TASK ITEM: Please quote exactly the opening lines of the data, from the first line to the one where "out.push_str(EXPLANATION_INDENT);" appears.

Saved entries:
········

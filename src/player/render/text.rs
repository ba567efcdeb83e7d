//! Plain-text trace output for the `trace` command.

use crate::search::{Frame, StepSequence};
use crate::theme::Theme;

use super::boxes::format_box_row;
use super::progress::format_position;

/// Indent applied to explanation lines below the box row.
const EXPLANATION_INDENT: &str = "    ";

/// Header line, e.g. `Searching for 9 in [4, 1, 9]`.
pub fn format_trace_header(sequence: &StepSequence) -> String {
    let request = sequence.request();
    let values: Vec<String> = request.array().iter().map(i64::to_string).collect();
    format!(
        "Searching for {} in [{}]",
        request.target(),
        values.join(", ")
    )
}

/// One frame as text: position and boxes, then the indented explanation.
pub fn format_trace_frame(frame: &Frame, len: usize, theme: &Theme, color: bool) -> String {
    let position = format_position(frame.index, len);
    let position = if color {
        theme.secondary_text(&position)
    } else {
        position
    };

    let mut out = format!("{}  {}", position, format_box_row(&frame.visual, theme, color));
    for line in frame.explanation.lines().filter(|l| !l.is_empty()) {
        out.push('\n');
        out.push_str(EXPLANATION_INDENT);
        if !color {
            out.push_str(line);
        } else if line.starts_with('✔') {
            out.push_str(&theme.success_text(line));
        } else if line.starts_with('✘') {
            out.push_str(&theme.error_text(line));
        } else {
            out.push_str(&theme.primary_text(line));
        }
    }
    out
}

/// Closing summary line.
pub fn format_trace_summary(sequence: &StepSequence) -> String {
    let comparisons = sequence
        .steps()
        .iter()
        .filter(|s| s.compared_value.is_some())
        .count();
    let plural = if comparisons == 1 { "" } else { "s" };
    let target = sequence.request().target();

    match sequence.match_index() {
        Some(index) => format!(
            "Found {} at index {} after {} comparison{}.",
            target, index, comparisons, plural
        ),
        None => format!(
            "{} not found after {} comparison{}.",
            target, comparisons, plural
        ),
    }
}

········

WRITTEN RESPONSE:
filename src/player/render/text.rs
repository ba567efcdeb83e7d
//! Plain-text trace output for the `trace` command.

use crate::search::{Frame, StepSequence};
use crate::theme::Theme;

use super::boxes::format_box_row;
use super::progress::format_position;

/// Indent applied to explanation lines below the box row.
const EXPLANATION_INDENT: &str = "    ";

/// Header line, e.g. `Searching for 9 in [4, 1, 9]`.
pub fn format_trace_header(sequence: &StepSequence) -> String {
    let request = sequence.request();
    let values: Vec<String> = request.array().iter().map(i64::to_string).collect();
    format!(
        "Searching for {} in [{}]",
        request.target(),
        values.join(", ")
    )
}

/// One frame as text: position and boxes, then the indented explanation.
pub fn format_trace_frame(frame: &Frame, len: usize, theme: &Theme, color: bool) -> String {
    let position = format_position(frame.index, len);
    let position = if color {
        theme.secondary_text(&position)
    } else {
        position
    };

    let mut out = format!("{}  {}", position, format_box_row(&frame.visual, theme, color));
    for line in frame.explanation.lines().filter(|l| !l.is_empty()) {
        out.push('\n');
        out.push_str(EXPLANATION_INDENT);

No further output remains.